The year‑over‑year improvement shows strong operating leverage continuing to kick in as we tightly manage costs and also from the extension of the useful life of our fixed assets. Total operating expenses were $29 million in Q1, roughly flat compared to Q4 and improved by approximately 600 basis points from the prior year as a percentage of revenue, reflecting strong operating leverage as we maintain our focus on cost management. Q1 adjusted EBITDA was $10 million, or 26% margin, up from $6 million, or 18%, in the prior year, reflecting strong operating leverage as revenue scales. Sequentially, margin declined modestly from 28% in Q4, primarily reflecting the one‑time benefits we referenced in our last earnings call.
Adjusted free cash flow was negative $1.8 million in Q1, reflecting earlier payments in the quarter. We are also pulling forward a portion of 2027 CapEx into 2026 in response to strong demand signals. Even with that pull forward, we continue to expect adjusted free cash flow to be positive for the full year, with improvement weighted towards the second half of the year. We have the capital in place to support the growth that we are seeing. We currently have more than $100 million in capital leasing capacity, with approximately half of that utilized.
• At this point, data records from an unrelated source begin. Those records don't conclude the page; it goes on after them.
//! B2B packet header encoding and decoding.
//!
//! Implements the 7-byte header carried at the start of every B2B packet:
//! ```text
//! ┌─────────┬──────────┬──────────┬──────────┐
//! │ Version │ Length   │ Msg Type │ Handle   │
//! │ 1 byte  │ 2 bytes  │ 2 bytes  │ 2 bytes  │
//! │         │ uint16 BE│ uint16 BE│ uint16 BE│
//! └─────────┴──────────┴──────────┴──────────┘
//! ```
//!
//! `Length` counts the whole packet, header included. All multi-byte
//! integers are Big Endian, including the ones in message bodies.

use crate::error::{B2bError, Result};

/// Header size in bytes (fixed, exactly 7).
pub const HEADER_SIZE: usize = 7;

/// Supported B2B protocol version.
pub const B2B_VERSION: u8 = 1;

/// HDLC address carrying B2B packets.
pub const B2B_HDLC_ADDR: u8 = 1;

/// HDLC address carrying network tunnel traffic.
pub const NW_HDLC_ADDR: u8 = 2;

/// B2B message types.
#[repr(u16)]
#[derive(Debug, Clone, Copy, PartialEq, Eq, Hash)]
pub enum MessageType {
    GetReq = 0,
    GetResp = 1,
    SetReq = 2,
    SetResp = 3,
    BasicGateway = 4,
    TimeReq = 6,
    TimeResp = 7,
    TimeSync = 8,
    Reset = 9,
    EchoReq = 10,
    EchoResp = 11,
    Decom = 12,
    IdentReq = 13,
    IdentResp = 14,
    RefreshNwReq = 15,
}

impl MessageType {
    /// Wire value of this message type.
    #[inline]
    pub fn as_u16(self) -> u16 {
        self as u16
    }

    /// Check if this type answers a request.
    ///
    /// Responses are routed to the correlator, everything else to the
    /// request handlers.
    #[inline]
    pub fn is_response(self) -> bool {
        matches!(
            self,
            MessageType::GetResp
                | MessageType::EchoResp
                | MessageType::SetResp
                | MessageType::TimeResp
                | MessageType::IdentResp
        )
    }
}

impl TryFrom<u16> for MessageType {
    type Error = B2bError;

    fn try_from(value: u16) -> Result<Self> {
        let kind = match value {
            0 => MessageType::GetReq,
            1 => MessageType::GetResp,
            2 => MessageType::SetReq,
            3 => MessageType::SetResp,
            4 => MessageType::BasicGateway,
            6 => MessageType::TimeReq,
            7 => MessageType::TimeResp,
            8 => MessageType::TimeSync,
            9 => MessageType::Reset,
            10 => MessageType::EchoReq,
            11 => MessageType::EchoResp,
            12 => MessageType::Decom,
            13 => MessageType::IdentReq,
            14 => MessageType::IdentResp,
            15 => MessageType::RefreshNwReq,
            other => {
                return Err(B2bError::Protocol(format!(
                    "Unknown message type {}",
                    other
                )))
            }
        };
        Ok(kind)
    }
}

impl From<MessageType> for u16 {
    fn from(kind: MessageType) -> Self {
        kind.as_u16()
    }
}

/// Decoded B2B packet header.
#[derive(Debug, Clone, Copy, PartialEq, Eq)]
pub struct PacketHeader {
    /// Protocol version.
    pub version: u8,
    /// Total packet length including this header.
    pub length: u16,
    /// Raw message type (see [`MessageType`]).
    pub message_type: u16,
    /// Correlation token echoed by responses.
    pub handle: u16,
}

impl PacketHeader {
    /// Create a header for the supported protocol version.
    pub fn new(message_type: MessageType, length: u16, handle: u16) -> Self {
        Self {
            version: B2B_VERSION,
            length,
            message_type: message_type.as_u16(),
            handle,
        }
    }

    /// Encode header to bytes (Big Endian).
    ///
    /// # Example
    ///
    /// ```
    /// use b2b_link::protocol::{MessageType, PacketHeader, HEADER_SIZE};
    ///
    /// let header = PacketHeader::new(MessageType::EchoReq, 7, 42);
    /// let bytes = header.encode();
    /// assert_eq!(bytes.len(), HEADER_SIZE);
    /// assert_eq!(bytes, [1, 0, 7, 0, 10, 0, 42]);
    /// ```
    pub fn encode(&self) -> [u8; HEADER_SIZE] {
        let mut buf = [0u8; HEADER_SIZE];
        self.encode_into(&mut buf);
        buf
    }

    /// Encode header into the start of an existing buffer.
    ///
    /// # Panics
    ///
    /// Panics if buffer is smaller than `HEADER_SIZE` (7 bytes).
    pub fn encode_into(&self, buf: &mut [u8]) {
        buf[0] = self.version;
        store_u16(&mut buf[1..3], self.length);
        store_u16(&mut buf[3..5], self.message_type);
        store_u16(&mut buf[5..7], self.handle);
    }

    /// Decode header from bytes (Big Endian).
    ///
    /// Pure decode: no field is validated. Returns `None` if buffer is too
    /// short.
    pub fn decode(buf: &[u8]) -> Option<Self> {
        if buf.len() < HEADER_SIZE {
            return None;
        }
        Some(Self {
            version: buf[0],
            length: get_u16(&buf[1..3]),
            message_type: get_u16(&buf[3..5]),
            handle: get_u16(&buf[5..7]),
        })
    }

    /// Validate the header against the bytes actually received.
    ///
    /// Checks:
    /// - Version equals [`B2B_VERSION`]
    /// - Length equals `received_len`
    pub fn validate(&self, received_len: usize) -> Result<()> {
        if self.version != B2B_VERSION {
            return Err(B2bError::Protocol(format!(
                "Unsupported version {}",
                self.version
            )));
        }

        if usize::from(self.length) != received_len {
            return Err(B2bError::Protocol(format!(
                "Header length {} does not match {} bytes received",
                self.length, received_len
            )));
        }

        Ok(())
    }

    /// Typed message type, if the code is known.
    #[inline]
    pub fn kind(&self) -> Option<MessageType> {
        MessageType::try_from(self.message_type).ok()
    }

    /// Check if this header belongs to a response packet.
    #[inline]
    pub fn is_response(&self) -> bool {
        self.kind().is_some_and(MessageType::is_response)
    }

    /// Body length implied by the header.
    #[inline]
    pub fn body_len(&self) -> usize {
        usize::from(self.length).saturating_sub(HEADER_SIZE)
    }
}

/// Store a header at the start of a packet buffer (standalone function).
#[inline]
pub fn store_header(buf: &mut [u8], header: &PacketHeader) {
    header.encode_into(buf);
}

/// Decode a header from packet bytes (standalone function).
#[inline]
pub fn get_header(buf: &[u8]) -> Option<PacketHeader> {
    PacketHeader::decode(buf)
}

/// Store a u16 in B2B byte order.
#[inline]
pub fn store_u16(buf: &mut [u8], value: u16) {
    buf[..2].copy_from_slice(&value.to_be_bytes());
}

/// Store a u32 in B2B byte order.
#[inline]
pub fn store_u32(buf: &mut [u8], value: u32) {
    buf[..4].copy_from_slice(&value.to_be_bytes());
}

/// Read a u16 in B2B byte order.
#[inline]
pub fn get_u16(buf: &[u8]) -> u16 {
    u16::from_be_bytes([buf[0], buf[1]])
}

/// Read a u32 in B2B byte order.
#[inline]
pub fn get_u32(buf: &[u8]) -> u32 {
    u32::from_be_bytes([buf[0], buf[1], buf[2], buf[3]])
}

#[cfg(test)]
mod tests {
    use super::*;

    #[test]
    fn test_header_encode_decode_roundtrip() {
        let original = PacketHeader::new(MessageType::GetReq, 9, 0xBEEF);
        let encoded = original.encode();
        let decoded = PacketHeader::decode(&encoded).unwrap();
        assert_eq!(original, decoded);
    }

    #[test]
    fn test_header_big_endian_byte_order() {
        let header = PacketHeader {
            version: 0x01,
            length: 0x0203,
            message_type: 0x0405,
            handle: 0x0607,
        };
        let bytes = header.encode();

        assert_eq!(bytes, [0x01, 0x02, 0x03, 0x04, 0x05, 0x06, 0x07]);
    }

    #[test]
    fn test_decode_too_short_buffer() {
        let buf = [0u8; 6];
        assert!(PacketHeader::decode(&buf).is_none());
    }

    #[test]
    fn test_decode_ignores_trailing_body() {
        let mut packet = PacketHeader::new(MessageType::SetReq, 10, 3).encode().to_vec();
        packet.extend_from_slice(&[0xAA, 0xBB, 0xCC]);

        let header = PacketHeader::decode(&packet).unwrap();
        assert_eq!(header.kind(), Some(MessageType::SetReq));
        assert_eq!(header.body_len(), 3);
    }

    #[test]
    fn test_validate_version_mismatch() {
        let mut header = PacketHeader::new(MessageType::EchoReq, 7, 0);
        header.version = 2;

        let result = header.validate(7);
        assert!(result.unwrap_err().to_string().contains("Unsupported version"));
    }

    #[test]
    fn test_validate_length_mismatch() {
        let header = PacketHeader::new(MessageType::EchoReq, 8, 0);

        assert!(header.validate(7).is_err());
        assert!(header.validate(8).is_ok());
    }

    #[test]
    fn test_response_classification() {
        let responses = [
            MessageType::GetResp,
            MessageType::SetResp,
            MessageType::TimeResp,
            MessageType::EchoResp,
            MessageType::IdentResp,
        ];
        let requests = [
            MessageType::GetReq,
            MessageType::SetReq,
            MessageType::BasicGateway,
            MessageType::TimeReq,
            MessageType::TimeSync,
            MessageType::Reset,
            MessageType::EchoReq,
            MessageType::Decom,
            MessageType::IdentReq,
            MessageType::RefreshNwReq,
        ];

        assert!(responses.iter().all(|t| t.is_response()));
        assert!(requests.iter().all(|t| !t.is_response()));
    }

    #[test]
    fn test_message_type_codes() {
        for code in 0u16..=15 {
            match MessageType::try_from(code) {
                Ok(kind) => assert_eq!(kind.as_u16(), code),
                Err(_) => assert_eq!(code, 5),
            }
        }
        assert!(MessageType::try_from(0x1234).is_err());
    }

    #[test]
    fn test_unknown_type_is_not_response() {
        let header = PacketHeader {
            version: B2B_VERSION,
            length: 7,
            message_type: 99,
            handle: 0,
        };
        assert!(header.kind().is_none());
        assert!(!header.is_response());
    }

    #[test]
    fn test_integer_helpers() {
        let mut buf = [0u8; 6];
        store_u16(&mut buf, 0xA1B2);
        store_u32(&mut buf[2..], 0x0102_0304);

        assert_eq!(buf, [0xA1, 0xB2, 0x01, 0x02, 0x03, 0x04]);
        assert_eq!(get_u16(&buf), 0xA1B2);
        assert_eq!(get_u32(&buf[2..]), 0x0102_0304);
    }

    #[test]
    fn test_standalone_functions() {
        let header = PacketHeader::new(MessageType::TimeSync, 17, 65535);

        let mut buf = [0u8; HEADER_SIZE];
        store_header(&mut buf, &header);
        assert_eq!(buf, header.encode());
        assert_eq!(get_header(&buf), Some(header));
    }
}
Based on our current operating plan, we expect to fund growth through operating cash flow and capital leases, and we do not anticipate the need to raise additional capital through follow‑on equity. In fact, we plan to continue to focus on reducing our dilution through our modest stock buyback and our next‑year settlements for RSU grants. Looking ahead, we introduced updated B2 pricing and packaging effective May 1. The change reflects the investments that we have made in our platform performance, our effort to further simplify pricing by removing API transaction fees, and the rising cost of hardware and data centers.
On a net basis, we expect the pricing update to be accretive to revenue and margins, and that will be reflected in our guidance. Moving on to our guidance: For the second quarter, we expect revenue to be in the range of $39.8 million to $40.2 million. On our last earnings call, we said B2 growth in the second quarter would be 12%. Based on this new midpoint, B2 growth in Q2 will be closer to 20%, which is a big improvement. The Q2 outlook includes a partial‑quarter benefit from the May 1 pricing update, along with variable usage from customers that we have already actualized in April.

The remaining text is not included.